Todavia, com interesse para a decisão do recurso destacam-se os seguintes:

1 – A ré P... tem o capital social de 400.000$00 e como sócios : P... Investments Limited, que detém uma quota com o valor nominal de 160.000$00 ; Residence P... Limited, que detém uma quota no valor nominal de 200.000$00 e Dr. DD, que detém uma quota de 40.000400 .

2 – A ré P... obriga-se com a assinatura conjunta de dois gerentes .

3 - Em 1-2-96, foram nomeados gerentes da mesma ré CC e DD .

4 – Na acta da assembleia geral da ré P... de 8-8-96 foi mandatado o também sócio e gerente, Dr. B...A..., para dar em pagamento à Caixa de Crédito Agrícola Mútuo de S. Teotónio, CRL, os bens descriminados na alínea c) da peça dos factos assentes .
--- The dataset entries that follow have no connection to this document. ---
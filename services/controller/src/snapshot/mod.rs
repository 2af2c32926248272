//! Snapshot engine.
//!
//! Captures a VM into a `VirtualMachineSnapshotContent` (a deep copy of the
//! VM plus one volume backup per persistent volume) and reports the
//! snapshot ready once every volume backup is durable.

pub mod volume;

use std::sync::{Arc, Mutex};
use std::time::Instant;

use async_trait::async_trait;
use chrono::Utc;
use tracing::{debug, info, instrument, warn};
use virtops_api::{
    Api, BackedUpClaim, CapturedVirtualMachine, ObjectMeta, PersistentVolumeClaim, Resource,
    SnapshotContentSource, SnapshotError, SnapshotPhase, StorageClass, TemplateMeta,
    VirtualMachine, VirtualMachineSnapshot, VirtualMachineSnapshotContent,
    VirtualMachineSnapshotContentSpec, VolumeBackup, STORAGE_REQUEST,
};
use virtops_events::reasons;
use virtops_reconcile::{Action, Backoff, RequeueSchedule};

use crate::context::Context;
use crate::error::{ControllerError, ControllerResult};
use crate::worker::{lock, ReconcileLoop, ReconcileStats};

pub use volume::{StoreVolumeSnapshotter, VolumeSnapshotState, VolumeSnapshotter};

/// Reconciles every snapshot in one namespace.
pub struct SnapshotReconciler {
    ctx: Context,
    namespace: String,
    snapshotter: Arc<dyn VolumeSnapshotter>,
    backoff: Mutex<Backoff>,
    schedule: Mutex<RequeueSchedule>,
}

impl SnapshotReconciler {
    pub fn new(
        ctx: Context,
        namespace: impl Into<String>,
        snapshotter: Arc<dyn VolumeSnapshotter>,
    ) -> Self {
        Self {
            ctx,
            namespace: namespace.into(),
            snapshotter,
            backoff: Mutex::new(Backoff::default()),
            schedule: Mutex::new(RequeueSchedule::new()),
        }
    }

    fn snapshots(&self) -> Api<VirtualMachineSnapshot> {
        self.ctx.api(&self.namespace)
    }

    fn contents(&self) -> Api<VirtualMachineSnapshotContent> {
        self.ctx.api(&self.namespace)
    }

    #[instrument(skip(self, snapshot), fields(snapshot = %snapshot.name()))]
    pub async fn reconcile(&self, snapshot: &VirtualMachineSnapshot) -> ControllerResult<Action> {
        if snapshot.is_ready_to_use() || snapshot.is_failed() {
            return Ok(Action::AwaitChange);
        }

        let uid = snapshot.metadata.uid.ok_or_else(|| {
            ControllerError::invalid(VirtualMachineSnapshot::KIND, snapshot.name(), "object has no uid")
        })?;
        let content_name = snapshot
            .status
            .virtual_machine_snapshot_content_name
            .clone()
            .unwrap_or_else(|| format!("vmsnapshot-content-{}", uid.short()));

        match self.contents().get_opt(&content_name).await? {
            Some(content) => self.await_volumes(snapshot, content).await,
            None => self.capture(snapshot, &content_name, &uid.short()).await,
        }
    }

    /// Writes the content object for the source VM as it is now.
    async fn capture(
        &self,
        snapshot: &VirtualMachineSnapshot,
        content_name: &str,
        suffix: &str,
    ) -> ControllerResult<Action> {
        let source_name = &snapshot.spec.source.name;
        let vms: Api<VirtualMachine> = self.ctx.api(&self.namespace);
        let Some(vm) = vms.get_opt(source_name).await? else {
            self.ctx.recorder().normal(
                &snapshot.object_ref(),
                reasons::SOURCE_DOES_NOT_EXIST,
                &format!("source VirtualMachine {source_name:?} does not exist"),
            );
            let delay = lock(&self.backoff).next_delay(snapshot.name());
            return Ok(Action::Requeue(delay));
        };
        lock(&self.backoff).reset(snapshot.name());

        let claims: Api<PersistentVolumeClaim> = self.ctx.api(&self.namespace);
        let classes: Api<StorageClass> = self.ctx.cluster_api();
        let mut backups = Vec::new();
        for (volume, claim_name) in vm.spec.persistent_claims() {
            let Some(claim) = claims.get_opt(claim_name).await? else {
                debug!(volume, claim = claim_name, "Waiting for claim to exist");
                return Ok(Action::AwaitChange);
            };

            if let Some(class_name) = claim.spec.storage_class_name.as_deref() {
                let supported = classes
                    .get_opt(class_name)
                    .await?
                    .is_some_and(|sc| sc.snapshot_supported);
                if !supported {
                    let message = format!(
                        "volume {volume:?} uses storage class {class_name:?} which does not support snapshots"
                    );
                    return self.fail(snapshot, &message).await;
                }
            }

            backups.push(VolumeBackup {
                volume_name: volume.to_string(),
                persistent_volume_claim: BackedUpClaim {
                    name: claim_name.to_string(),
                    storage_class_name: claim.spec.storage_class_name.clone(),
                    size: claim.spec.resources.requests.get(STORAGE_REQUEST).cloned(),
                },
                volume_snapshot_name: Some(format!("vmsnapshot-{suffix}-volume-{volume}")),
            });
        }

        let owner = snapshot.controller_ref().ok_or_else(|| {
            ControllerError::invalid(VirtualMachineSnapshot::KIND, snapshot.name(), "object has no uid")
        })?;
        let content = VirtualMachineSnapshotContent {
            metadata: ObjectMeta::named(&self.namespace, content_name).with_owner(owner),
            spec: VirtualMachineSnapshotContentSpec {
                virtual_machine_snapshot_name: snapshot.name().to_string(),
                source: SnapshotContentSource {
                    virtual_machine: CapturedVirtualMachine {
                        name: vm.name().to_string(),
                        metadata: TemplateMeta {
                            labels: vm.metadata.labels.clone(),
                            annotations: vm.metadata.annotations.clone(),
                        },
                        spec: vm.spec.clone(),
                    },
                },
                volume_backups: backups,
            },
            status: Default::default(),
        };
        let volumes = content.spec.volume_backups.len();
        self.contents().create(&content).await?;
        self.ctx.recorder().normal(
            &snapshot.object_ref(),
            reasons::SNAPSHOT_CONTENT_CREATED,
            &format!("captured VirtualMachine {source_name:?} into {content_name:?}"),
        );
        info!(content = content_name, volumes, "Captured VirtualMachine");

        let mut next = snapshot.clone();
        next.status.phase = Some(SnapshotPhase::InProgress);
        next.status.virtual_machine_snapshot_content_name = Some(content_name.to_string());
        next.status.source_uid = vm.metadata.uid;
        self.snapshots().replace_status(&next).await?;
        Ok(Action::AwaitChange)
    }

    /// Starts missing volume snapshots and flips readiness once all are
    /// durable: content first, then the snapshot.
    async fn await_volumes(
        &self,
        snapshot: &VirtualMachineSnapshot,
        content: VirtualMachineSnapshotContent,
    ) -> ControllerResult<Action> {
        let claims: Api<PersistentVolumeClaim> = self.ctx.api(&self.namespace);
        let mut pending = 0usize;

        for backup in &content.spec.volume_backups {
            let Some(vs_name) = backup.volume_snapshot_name.as_deref() else {
                continue;
            };
            match self.snapshotter.state(&self.namespace, vs_name).await? {
                Some(VolumeSnapshotState::Ready) => {}
                Some(VolumeSnapshotState::Pending) => pending += 1,
                Some(VolumeSnapshotState::Failed(error)) => {
                    let message = format!(
                        "snapshot of volume {:?} failed: {error}",
                        backup.volume_name
                    );
                    return self.fail(snapshot, &message).await;
                }
                None => {
                    let claim_name = &backup.persistent_volume_claim.name;
                    let Some(claim) = claims.get_opt(claim_name).await? else {
                        let message = format!("claim {claim_name:?} was deleted before it was snapshotted");
                        return self.fail(snapshot, &message).await;
                    };
                    let owner = content.controller_ref().ok_or_else(|| {
                        ControllerError::invalid(
                            VirtualMachineSnapshotContent::KIND,
                            content.name(),
                            "object has no uid",
                        )
                    })?;
                    self.snapshotter
                        .create(&self.namespace, vs_name, &claim, owner)
                        .await?;
                    pending += 1;
                }
            }
        }

        if pending > 0 {
            debug!(pending, "Waiting for volume snapshots");
            return Ok(Action::AwaitChange);
        }

        let now = Utc::now();
        if !content.status.ready_to_use {
            let mut ready = content.clone();
            ready.status.ready_to_use = true;
            ready.status.creation_time = Some(now);
            self.contents().replace_status(&ready).await?;
        }

        let mut next = snapshot.clone();
        next.status.phase = Some(SnapshotPhase::Succeeded);
        next.status.ready_to_use = true;
        next.status.creation_time = Some(now);
        next.status.virtual_machine_snapshot_content_name = Some(content.name().to_string());
        self.snapshots().replace_status(&next).await?;
        self.ctx.recorder().normal(
            &snapshot.object_ref(),
            reasons::SNAPSHOT_READY,
            &format!("snapshot ready with {} volume backups", content.spec.volume_backups.len()),
        );
        info!("Snapshot ready");
        Ok(Action::AwaitChange)
    }

    async fn fail(&self, snapshot: &VirtualMachineSnapshot, message: &str) -> ControllerResult<Action> {
        let mut next = snapshot.clone();
        next.status.phase = Some(SnapshotPhase::Failed);
        next.status.ready_to_use = false;
        next.status.error = Some(SnapshotError {
            message: message.to_string(),
            time: Some(Utc::now()),
        });
        self.snapshots().replace_status(&next).await?;
        self.ctx
            .recorder()
            .warning(&snapshot.object_ref(), reasons::VOLUME_SNAPSHOT_FAILED, message);
        Ok(Action::AwaitChange)
    }
}

#[async_trait]
impl ReconcileLoop for SnapshotReconciler {
    fn name(&self) -> &'static str {
        "snapshot"
    }

    async fn reconcile_all(&self) -> ControllerResult<ReconcileStats> {
        let snapshots = self.snapshots().list().await?;
        let mut stats = ReconcileStats::default();
        let now = Instant::now();
        lock(&self.schedule).retain_keys(snapshots.iter().map(|s| s.name()));

        for snapshot in &snapshots {
            let key = snapshot.name();
            if !lock(&self.schedule).is_due(key, now) {
                stats.deferred += 1;
                continue;
            }
            match self.reconcile(snapshot).await {
                Ok(action) => {
                    lock(&self.schedule).schedule(key, action, Instant::now());
                    stats.processed += 1;
                }
                Err(e) => {
                    stats.failed += 1;
                    warn!(snapshot = %key, error = %e, "Failed to reconcile snapshot");
                }
            }
        }
        Ok(stats)
    }
}
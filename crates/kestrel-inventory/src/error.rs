use kestrel_operation::OperationError;
use thiserror::Error;

#[derive(Debug, Error)]
pub enum InventoryError {
    #[error("node name is required")]
    MissingName,

    #[error("inventory store error: {0}")]
    Store(#[from] OperationError),
}

pub type Result<T> = std::result::Result<T, InventoryError>;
5 – No dia 13-9-96, no Cartório Notarial de Santiago do Cacém, foi realizada uma escritura de dação em cumprimento e de compra e venda, que teve como outorgantes o Dr. B...A..., na qualidade de procurador da 1º ré P... ; A...M...N...L..., A...J...B... e M...J...M..., em representação da 2ª ré ; e o 3º réu, AA .

6 – Pela referida escritura e, em 1º lugar, foram entregues à 2ª outorgante, Caixa de Crédito Agrícola Mútuo de S. Teotónio, CRL, em dação em cumprimento, os bens identificados na alínea C) dos factos assentes .

7 – Aos referidos bens foi atribuído o valor global de 31.000.000$00.

8 – Pela mesma escritura, a 2ª ré, Caixa de Crédito Agrícola, transmitiu aos terceiros réus os bens relacionados em C) dos factos assentes .

9 – É referido nessa escritura que o outorgante Dr. DD outorga em representação da sociedade P..., com poderes para o acto, de acordo com a deliberação da assembleia geral desta ré de 8-8-96 .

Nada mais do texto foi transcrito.